FIG. 15 is a plan view and a perspective view showing a height distribution of a surface of a cut wafer in a case where a wire runs parallel to a cleavage direction and a wire advances parallel to another cleavage direction (conventional method). One line represents a height of 0.5 μm.

FIG. 16 shows a case where a wire runs parallel to a plane that forms an angle of 45 ° with respect to the cleavage direction, and the wire advances in a direction that forms an angle of 45 ° with another cleavage direction. The top view and perspective view which show the height distribution of the surface.

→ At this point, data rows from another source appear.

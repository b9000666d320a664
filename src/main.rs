// Copyright (c) 2025 Steve Wagner (ciroque@live.com)
// SPDX-License-Identifier: MIT

use std::collections::HashSet;
use std::env;
use std::sync::atomic::{AtomicUsize, Ordering};
use std::sync::Arc;
use std::time::{Duration, Instant};

use anyhow::{Context as _, Result};
use tracing_subscriber::EnvFilter;

use seqflow::config::{load_and_validate_config, Config, StreamRuntime};
use seqflow::engine::{
    buffer, concat2, delay, from_iter, inspect, map, range, to_list_async, zip, Context,
};

#[tokio::main]
async fn main() -> Result<()> {
    tracing_subscriber::fmt()
        .with_env_filter(
            EnvFilter::try_from_default_env().unwrap_or_else(|_| EnvFilter::new("seqflow=info")),
        )
        .init();

    let args: Vec<String> = env::args().collect();
    let config = match args.get(1) {
        Some(path) => load_and_validate_config(path)
            .with_context(|| format!("failed to load config '{}'", path))?,
        None => Config::default(),
    };
    let runtime = StreamRuntime::from_config(&config)?;

    println!("🚀 seqflow stream engine demo");
    println!("═════════════════════════════");
    println!();

    let start = Instant::now();
    run_scenarios(&runtime).await?;
    println!("\n🎉 All scenarios finished in {:?}", start.elapsed());
    Ok(())
}

async fn run_scenarios(runtime: &StreamRuntime) -> Result<()> {
    let doubled = to_list_async(&map(range(1, 3), |x| x * 2), &Context::new()).await?;
    println!("map(range(1, 3), x * 2)          => {:?}", doubled);

    let joined = concat2(from_iter(vec![1, 2]), from_iter(vec![3, 4]));
    println!(
        "concat([1, 2], [3, 4])            => {:?}",
        to_list_async(&joined, &Context::new()).await?
    );

    let merged = runtime.merge_n(vec![
        delay(from_iter(vec![1]), Duration::from_millis(10)),
        from_iter(vec![2]),
    ]);
    let merged: HashSet<i32> = to_list_async(&merged, &Context::new()).await?.into_iter().collect();
    println!("merge([1] after 10ms, [2])        => {:?}", merged);

    let pairs = zip(from_iter(vec![1, 2, 3]), from_iter(vec!["a", "b"]));
    println!(
        "zip([1, 2, 3], [a, b])            => {:?}",
        to_list_async(&pairs, &Context::new()).await?
    );

    let chunks = buffer(range(1, 10), 3);
    println!(
        "buffer(range(1, 10), 3)           => {:?}",
        to_list_async(&chunks, &Context::new()).await?
    );

    let reads = Arc::new(AtomicUsize::new(0));
    let counter = reads.clone();
    let source = inspect(from_iter(vec![1, 2, 3]), move |_| {
        counter.fetch_add(1, Ordering::SeqCst);
    });
    let outputs = runtime.broadcast(source, 2);
    let ctx = Context::new();
    let (a, b) = tokio::join!(
        to_list_async(&outputs[0], &ctx),
        to_list_async(&outputs[1], &ctx)
    );
    println!(
        "broadcast([1, 2, 3], 2)           => {:?} / {:?} ({} source reads)",
        a?,
        b?,
        reads.load(Ordering::SeqCst)
    );

    Ok(())
}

FIG. 17 is a histogram of WARP of 34 wafers cut out by a conventional method. The horizontal axis shows the value of WARP (in 1 μm increments), and the vertical axis shows the frequency.

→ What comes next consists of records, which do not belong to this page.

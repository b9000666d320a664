// Copyright (c) 2025 Steve Wagner (ciroque@live.com)
// SPDX-License-Identifier: MIT

mod config;
mod sequence;

pub use config::ConfigError;
pub use sequence::{AggregateError, BoxError, ElementError, SequenceError, SequenceResult};
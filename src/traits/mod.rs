// Copyright (c) 2025 Steve Wagner (ciroque@live.com)
// SPDX-License-Identifier: MIT

pub mod cursor;
pub mod sequence;

pub use cursor::{BoxCursor, Cursor, CursorExt, CursorState, Element, Step, StopFuture};
pub use sequence::{Sequence, SequenceRef};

FIG. 18 is a histogram of WARP of 25 wafers cut out according to the present invention. The horizontal axis shows the value of WARP (in 1 μm increments), and the vertical axis shows the frequency.

[Explanation of symbols]

 DESCRIPTION OF SYMBOLS 1 Multi-groove roller 2 Multi-groove roller 3 Multi-groove roller 4 Wire 5 Ingot table 6 Jig 7 Ingot 8 Groove 11 Groove 12 Groove 13 Groove

Claims (2)

(57) [Claims] When a wafer having a plane orientation within {100} ± 15 ° from a III-V compound semiconductor single crystal ingot is cut by a wire saw, the direction in which the wire reciprocates is from the cleavage direction of the ingot single crystal. 22.5 ° -6
It is characterized in that the direction is 7.5 ° away.
A method for cutting a group III-V compound semiconductor crystal. 2. The III-V compound semiconductor crystal according to claim 1, wherein the direction in which the wire reciprocates is a direction away from the cleavage direction of the ingot single crystal by 35 ° to 55 °. Cutting method.